Modern medical technology has helped tell the story of a king in ancient Egypt who was martyred for the sake of reunifying the country in the 16th century BC.
A research report published on February 17 in “Frontiers in Medicine” scientific journal details findings from a computed tomography (CT scan) of the mummy of King Seqenenre-Taa II.
King Seqenenre Taa II ruled southern Egypt during the occupation of the country by the Hyksos, a foreign ruling dynasty that seized the delta in northern Egypt for about a century (1650-1550 BC).
The mummy of Seqenenre was discovered in Deir al-Bahri Royal Cache in 1881, and was examined then for the first time. Later, in the 1960s, the mummy was studied by X-ray.
X-rays revealed that the King had suffered several severe head injuries; however, there were no injuries to the rest of the body. Theories have differed as to the cause of the death of the King, as some believed that he was killed in a battle, while others believe he may have been murdered in his sleep.
Due to the poor condition of the mummy, some suggested that the mummification may have taken place in a hurry, away from the royal mummification workshop.
A closer look
The report, published by renowned archaeologist and former Egyptian Minister of Antiquities Zahi Hawass and Sahar Saleem, professor of radiology at Cairo University’s Faculty of Medicine, paints a different picture about the king’s death.
The king’s deformed hands indicate that he might have been captured on the battlefield, with his hands bound behind his back, the report says.
The CT scan of Seqenenre’s head discovered additional head injuries that seem to have been skillfully concealed by his embalmers.
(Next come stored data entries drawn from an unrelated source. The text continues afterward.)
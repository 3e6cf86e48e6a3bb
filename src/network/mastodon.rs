//! Mastodon API client and wire models
//!
//! Pagination is `max_id`/`min_id` based: `max_id` walks backwards in time,
//! `min_id` fetches newer items above the current top.

use chrono::{DateTime, Utc};
use serde::{Deserialize, Serialize};

use super::check_status;
use crate::error::Result;

// =============================================================================
// Wire models
// =============================================================================

/// Account as returned by the Mastodon API
#[derive(Debug, Clone, Serialize, Deserialize)]
pub struct Account {
    pub id: Option<String>,
    pub username: Option<String>,
    pub acct: Option<String>,
    pub display_name: Option<String>,
    pub note: Option<String>,
    pub url: Option<String>,
    pub avatar: Option<String>,
    pub header: Option<String>,
    pub locked: Option<bool>,
    pub bot: Option<bool>,
    pub created_at: Option<DateTime<Utc>>,
    pub followers_count: Option<i64>,
    pub following_count: Option<i64>,
    pub statuses_count: Option<i64>,
}

/// Status (post/toot)
#[derive(Debug, Clone, Serialize, Deserialize)]
pub struct Status {
    pub id: Option<String>,
    pub uri: Option<String>,
    pub url: Option<String>,
    pub created_at: Option<DateTime<Utc>>,
    pub account: Option<Account>,
    pub content: Option<String>,
    pub spoiler_text: Option<String>,
    pub visibility: Option<String>,
    pub sensitive: Option<bool>,
    pub in_reply_to_id: Option<String>,
    pub in_reply_to_account_id: Option<String>,
    pub reblog: Option<Box<Status>>,
    pub replies_count: Option<i64>,
    pub reblogs_count: Option<i64>,
    pub favourites_count: Option<i64>,
    pub favourited: Option<bool>,
    pub reblogged: Option<bool>,
    pub bookmarked: Option<bool>,
    pub media_attachments: Option<Vec<MediaAttachment>>,
    pub language: Option<String>,
    pub edited_at: Option<DateTime<Utc>>,
}

/// Media attached to a status
#[derive(Debug, Clone, Serialize, Deserialize)]
pub struct MediaAttachment {
    pub id: Option<String>,
    #[serde(rename = "type")]
    pub kind: Option<String>,
    pub url: Option<String>,
    pub preview_url: Option<String>,
    pub description: Option<String>,
    pub blurhash: Option<String>,
}

/// Notification
#[derive(Debug, Clone, Serialize, Deserialize)]
pub struct Notification {
    pub id: Option<String>,
    #[serde(rename = "type")]
    pub kind: Option<String>,
    pub created_at: Option<DateTime<Utc>>,
    pub account: Option<Account>,
    pub status: Option<Status>,
}

/// Thread context for a status
#[derive(Debug, Clone, Serialize, Deserialize)]
pub struct Context {
    pub ancestors: Vec<Status>,
    pub descendants: Vec<Status>,
}

/// Curated list
#[derive(Debug, Clone, Serialize, Deserialize)]
pub struct List {
    pub id: Option<String>,
    pub title: Option<String>,
    pub replies_policy: Option<String>,
}

/// Direct-message conversation
#[derive(Debug, Clone, Serialize, Deserialize)]
pub struct Conversation {
    pub id: Option<String>,
    pub unread: Option<bool>,
    pub accounts: Option<Vec<Account>>,
    pub last_status: Option<Status>,
}

/// Relationship with another account
#[derive(Debug, Clone, Serialize, Deserialize)]
pub struct Relationship {
    pub id: Option<String>,
    pub following: Option<bool>,
    pub followed_by: Option<bool>,
    pub blocking: Option<bool>,
    pub muting: Option<bool>,
    pub requested: Option<bool>,
}

/// Request body for posting a status
#[derive(Debug, Clone, Serialize)]
pub struct PostStatus {
    pub status: String,
    #[serde(skip_serializing_if = "Option::is_none")]
    pub in_reply_to_id: Option<String>,
    #[serde(skip_serializing_if = "Option::is_none")]
    pub visibility: Option<String>,
    #[serde(skip_serializing_if = "Option::is_none")]
    pub spoiler_text: Option<String>,
    #[serde(skip_serializing_if = "Option::is_none")]
    pub sensitive: Option<bool>,
    #[serde(skip_serializing_if = "Option::is_none")]
    pub language: Option<String>,
}

// =============================================================================
// Client
// =============================================================================

/// Authenticated client for one Mastodon instance
pub struct MastodonClient {
    http: reqwest::Client,
    base_url: String,
    access_token: String,
}

impl MastodonClient {
    pub fn new(http: reqwest::Client, instance: &str, access_token: impl Into<String>) -> Self {
        Self {
            http,
            base_url: format!("https://{}", instance.trim_end_matches('/')),
            access_token: access_token.into(),
        }
    }

    async fn get_json<T: serde::de::DeserializeOwned>(&self, path_and_query: &str) -> Result<T> {
        let response = self
            .http
            .get(format!("{}{}", self.base_url, path_and_query))
            .bearer_auth(&self.access_token)
            .send()
            .await?;
        Ok(check_status(response)?.json().await?)
    }

    async fn post_json<B: Serialize, T: serde::de::DeserializeOwned>(
        &self,
        path: &str,
        body: &B,
    ) -> Result<T> {
        let response = self
            .http
            .post(format!("{}{}", self.base_url, path))
            .bearer_auth(&self.access_token)
            .json(body)
            .send()
            .await?;
        Ok(check_status(response)?.json().await?)
    }

    async fn post_empty<T: serde::de::DeserializeOwned>(&self, path: &str) -> Result<T> {
        let response = self
            .http
            .post(format!("{}{}", self.base_url, path))
            .bearer_auth(&self.access_token)
            .send()
            .await?;
        Ok(check_status(response)?.json().await?)
    }

    fn page_query(limit: usize, max_id: Option<&str>, min_id: Option<&str>) -> String {
        let mut query = format!("?limit={limit}");
        if let Some(max_id) = max_id {
            query.push_str(&format!("&max_id={max_id}"));
        }
        if let Some(min_id) = min_id {
            query.push_str(&format!("&min_id={min_id}"));
        }
        query
    }

    // -- Timelines ----------------------------------------------------------

    pub async fn home_timeline(
        &self,
        limit: usize,
        max_id: Option<&str>,
        min_id: Option<&str>,
    ) -> Result<Vec<Status>> {
        self.get_json(&format!(
            "/api/v1/timelines/home{}",
            Self::page_query(limit, max_id, min_id)
        ))
        .await
    }

    pub async fn public_timeline(
        &self,
        local: bool,
        limit: usize,
        max_id: Option<&str>,
    ) -> Result<Vec<Status>> {
        self.get_json(&format!(
            "/api/v1/timelines/public{}&local={local}",
            Self::page_query(limit, max_id, None)
        ))
        .await
    }

    pub async fn user_timeline(
        &self,
        user_id: &str,
        limit: usize,
        max_id: Option<&str>,
        only_media: bool,
    ) -> Result<Vec<Status>> {
        self.get_json(&format!(
            "/api/v1/accounts/{user_id}/statuses{}&only_media={only_media}",
            Self::page_query(limit, max_id, None)
        ))
        .await
    }

    pub async fn list_timeline(
        &self,
        list_id: &str,
        limit: usize,
        max_id: Option<&str>,
    ) -> Result<Vec<Status>> {
        self.get_json(&format!(
            "/api/v1/timelines/list/{list_id}{}",
            Self::page_query(limit, max_id, None)
        ))
        .await
    }

    pub async fn bookmarks(&self, limit: usize, max_id: Option<&str>) -> Result<Vec<Status>> {
        self.get_json(&format!(
            "/api/v1/bookmarks{}",
            Self::page_query(limit, max_id, None)
        ))
        .await
    }

    pub async fn favourites(&self, limit: usize, max_id: Option<&str>) -> Result<Vec<Status>> {
        self.get_json(&format!(
            "/api/v1/favourites{}",
            Self::page_query(limit, max_id, None)
        ))
        .await
    }

    pub async fn notifications(
        &self,
        limit: usize,
        max_id: Option<&str>,
        mentions_only: bool,
    ) -> Result<Vec<Notification>> {
        let mut path = format!(
            "/api/v1/notifications{}",
            Self::page_query(limit, max_id, None)
        );
        if mentions_only {
            path.push_str("&types[]=mention");
        }
        self.get_json(&path).await
    }

    pub async fn search_statuses(
        &self,
        query: &str,
        limit: usize,
        offset: usize,
    ) -> Result<Vec<Status>> {
        #[derive(Deserialize)]
        struct SearchResult {
            statuses: Vec<Status>,
        }
        let encoded = urlencoding::encode(query);
        let result: SearchResult = self
            .get_json(&format!(
                "/api/v2/search?q={encoded}&type=statuses&limit={limit}&offset={offset}"
            ))
            .await?;
        Ok(result.statuses)
    }

    pub async fn conversations(
        &self,
        limit: usize,
        max_id: Option<&str>,
    ) -> Result<Vec<Conversation>> {
        self.get_json(&format!(
            "/api/v1/conversations{}",
            Self::page_query(limit, max_id, None)
        ))
        .await
    }

    // -- Single entities ----------------------------------------------------

    pub async fn get_status(&self, id: &str) -> Result<Status> {
        self.get_json(&format!("/api/v1/statuses/{id}")).await
    }

    pub async fn context(&self, id: &str) -> Result<Context> {
        self.get_json(&format!("/api/v1/statuses/{id}/context"))
            .await
    }

    pub async fn lookup_user(&self, id: &str) -> Result<Account> {
        self.get_json(&format!("/api/v1/accounts/{id}")).await
    }

    // -- Status actions -----------------------------------------------------

    pub async fn favourite(&self, id: &str) -> Result<Status> {
        self.post_empty(&format!("/api/v1/statuses/{id}/favourite"))
            .await
    }

    pub async fn unfavourite(&self, id: &str) -> Result<Status> {
        self.post_empty(&format!("/api/v1/statuses/{id}/unfavourite"))
            .await
    }

    pub async fn reblog(&self, id: &str) -> Result<Status> {
        self.post_empty(&format!("/api/v1/statuses/{id}/reblog"))
            .await
    }

    pub async fn unreblog(&self, id: &str) -> Result<Status> {
        self.post_empty(&format!("/api/v1/statuses/{id}/unreblog"))
            .await
    }

    pub async fn bookmark(&self, id: &str) -> Result<Status> {
        self.post_empty(&format!("/api/v1/statuses/{id}/bookmark"))
            .await
    }

    pub async fn unbookmark(&self, id: &str) -> Result<Status> {
        self.post_empty(&format!("/api/v1/statuses/{id}/unbookmark"))
            .await
    }

    pub async fn delete_status(&self, id: &str) -> Result<Status> {
        let response = self
            .http
            .delete(format!("{}/api/v1/statuses/{id}", self.base_url))
            .bearer_auth(&self.access_token)
            .send()
            .await?;
        Ok(check_status(response)?.json().await?)
    }

    /// Post a new status. The idempotency key prevents duplicate posts on
    /// retried requests.
    pub async fn post_status(&self, idempotency_key: &str, body: &PostStatus) -> Result<Status> {
        let response = self
            .http
            .post(format!("{}/api/v1/statuses", self.base_url))
            .bearer_auth(&self.access_token)
            .header("Idempotency-Key", idempotency_key)
            .json(body)
            .send()
            .await?;
        Ok(check_status(response)?.json().await?)
    }

    // -- Relationships ------------------------------------------------------

    pub async fn follow(&self, user_id: &str) -> Result<Relationship> {
        self.post_empty(&format!("/api/v1/accounts/{user_id}/follow"))
            .await
    }

    pub async fn unfollow(&self, user_id: &str) -> Result<Relationship> {
        self.post_empty(&format!("/api/v1/accounts/{user_id}/unfollow"))
            .await
    }

    // -- Lists --------------------------------------------------------------

    pub async fn lists(&self) -> Result<Vec<List>> {
        self.get_json("/api/v1/lists").await
    }

    pub async fn create_list(&self, title: &str) -> Result<List> {
        self.post_json("/api/v1/lists", &serde_json::json!({ "title": title }))
            .await
    }

    pub async fn update_list(&self, id: &str, title: &str) -> Result<List> {
        let response = self
            .http
            .put(format!("{}/api/v1/lists/{id}", self.base_url))
            .bearer_auth(&self.access_token)
            .json(&serde_json::json!({ "title": title }))
            .send()
            .await?;
        Ok(check_status(response)?.json().await?)
    }

    pub async fn delete_list(&self, id: &str) -> Result<()> {
        let response = self
            .http
            .delete(format!("{}/api/v1/lists/{id}", self.base_url))
            .bearer_auth(&self.access_token)
            .send()
            .await?;
        check_status(response)?;
        Ok(())
    }

    pub async fn list_accounts(
        &self,
        list_id: &str,
        limit: usize,
        max_id: Option<&str>,
    ) -> Result<Vec<Account>> {
        self.get_json(&format!(
            "/api/v1/lists/{list_id}/accounts{}",
            Self::page_query(limit, max_id, None)
        ))
        .await
    }

    pub async fn add_list_accounts(&self, list_id: &str, account_ids: &[String]) -> Result<()> {
        let _: serde_json::Value = self
            .post_json(
                &format!("/api/v1/lists/{list_id}/accounts"),
                &serde_json::json!({ "account_ids": account_ids }),
            )
            .await?;
        Ok(())
    }

    pub async fn remove_list_accounts(&self, list_id: &str, account_ids: &[String]) -> Result<()> {
        let response = self
            .http
            .delete(format!(
                "{}/api/v1/lists/{list_id}/accounts",
                self.base_url
            ))
            .bearer_auth(&self.access_token)
            .json(&serde_json::json!({ "account_ids": account_ids }))
            .send()
            .await?;
        check_status(response)?;
        Ok(())
    }
}
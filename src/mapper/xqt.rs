//! XQT wire-to-row mapping

use crate::data::{CachedEntry, StatusContent, StatusRow, UserContent, UserRow};
use crate::model::{AccountKey, MicroblogKey, PlatformType};
use crate::network::xqt::{Tweet, User};

pub fn tweet_entry(account_key: &AccountKey, tweet: &Tweet) -> Option<CachedEntry> {
    let id = tweet.id_str.clone()?;
    let user = tweet
        .user
        .as_ref()
        .and_then(|user| user_row(&account_key.host, user));
    Some(CachedEntry::new(
        StatusRow {
            status_key: MicroblogKey::new(id, &account_key.host),
            account_key: account_key.clone(),
            platform_type: PlatformType::Xqt,
            user_key: user.as_ref().map(|u| u.user_key.clone()),
            content: StatusContent::Xqt(tweet.clone()),
        },
        user,
    ))
}

pub fn user_row(host: &str, user: &User) -> Option<UserRow> {
    let id = user.id_str.clone()?;
    Some(UserRow {
        user_key: MicroblogKey::new(id, host),
        platform_type: PlatformType::Xqt,
        name: user
            .name
            .clone()
            .filter(|name| !name.is_empty())
            .or_else(|| user.screen_name.clone())
            .unwrap_or_default(),
        handle: user.screen_name.clone().unwrap_or_default(),
        host: host.to_string(),
        content: UserContent::Xqt(user.clone()),
    })
}

/// Split a flattened thread page around the focal tweet.
///
/// The detail endpoint returns ancestors above and replies below the focal
/// tweet in display order; `None` when the focal tweet is absent from the
/// page.
pub fn split_thread(
    account_key: &AccountKey,
    tweets: &[Tweet],
    focal_id: &str,
) -> Option<(Vec<CachedEntry>, CachedEntry, Vec<CachedEntry>)> {
    let focal_index = tweets
        .iter()
        .position(|tweet| tweet.id_str.as_deref() == Some(focal_id))?;
    let focal = tweet_entry(account_key, &tweets[focal_index])?;
    let ancestors = tweets[..focal_index]
        .iter()
        .filter_map(|tweet| tweet_entry(account_key, tweet))
        .collect();
    let replies = tweets[focal_index + 1..]
        .iter()
        .filter_map(|tweet| tweet_entry(account_key, tweet))
        .collect();
    Some((ancestors, focal, replies))
}

#[cfg(test)]
mod tests {
    use super::*;

    fn tweet(id: &str) -> Tweet {
        serde_json::from_value(serde_json::json!({
            "id_str": id,
            "full_text": format!("tweet {id}"),
            "user": { "id_str": "u1", "screen_name": "alice", "name": "Alice" },
            "favorite_count": 1,
            "favorited": false,
        }))
        .unwrap()
    }

    #[test]
    fn maps_tweet_and_author() {
        let account = MicroblogKey::new("me", "xqt.test");
        let entry = tweet_entry(&account, &tweet("100")).unwrap();
        assert_eq!(entry.status.status_key.id, "100");
        assert_eq!(entry.user.as_ref().unwrap().handle, "alice");
    }

    #[test]
    fn splits_thread_around_focal() {
        let account = MicroblogKey::new("me", "xqt.test");
        let tweets = vec![tweet("1"), tweet("2"), tweet("3"), tweet("4")];
        let (ancestors, focal, replies) = split_thread(&account, &tweets, "2").unwrap();
        assert_eq!(ancestors.len(), 1);
        assert_eq!(focal.status.status_key.id, "2");
        assert_eq!(replies.len(), 2);
    }

    #[test]
    fn missing_focal_yields_none() {
        let account = MicroblogKey::new("me", "xqt.test");
        assert!(split_thread(&account, &[tweet("1")], "404").is_none());
    }
}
Saleem and Hawass studied a group of Hyksos weapons found at the Egyptian Museum in Cairo. The pair verified that Seqenenre was killed by multiple blows from a number of Hyksos attackers, all using different weapons.
The findings indicate that Seqenenre was fighting on the front lines alongside his soldiers to liberate Egypt.
The CT scan also determined that the king was about forty years old at the time of his death, based on the shape of the bones.
The study also unearthed important details regarding the embalming of the king’s body. For example, embalmers used a sophisticated method of hiding wounds on the king’s head under a layer of embalming material that works similarly to the fillings used in modern plastic surgery. This means that the mummification was actually done in a royal mummification workshop, contrary to what was previously suggested.
The report sheds light on a pivotal part of Egypt’s extensive history. The king’s death ultimately pushed his successors to united Egypt, with Seqenenre’s second son Ahmose driving the Hyksos out of Egypt.
Hawass and Saleem are pioneers in the use of CT scans to study several royal mummies of Egypt, including reputable warriors such as Thutmose III, Ramses II and Ramses III; however, Seqenenre appears to be the only one among them who was on the front lines of the battlefield.
CT scan technology is one of the medical imaging techniques used to study archaeological remains safely and non-invasively. The scans have helped determine age at death, sex, as the cause of death for several mummies.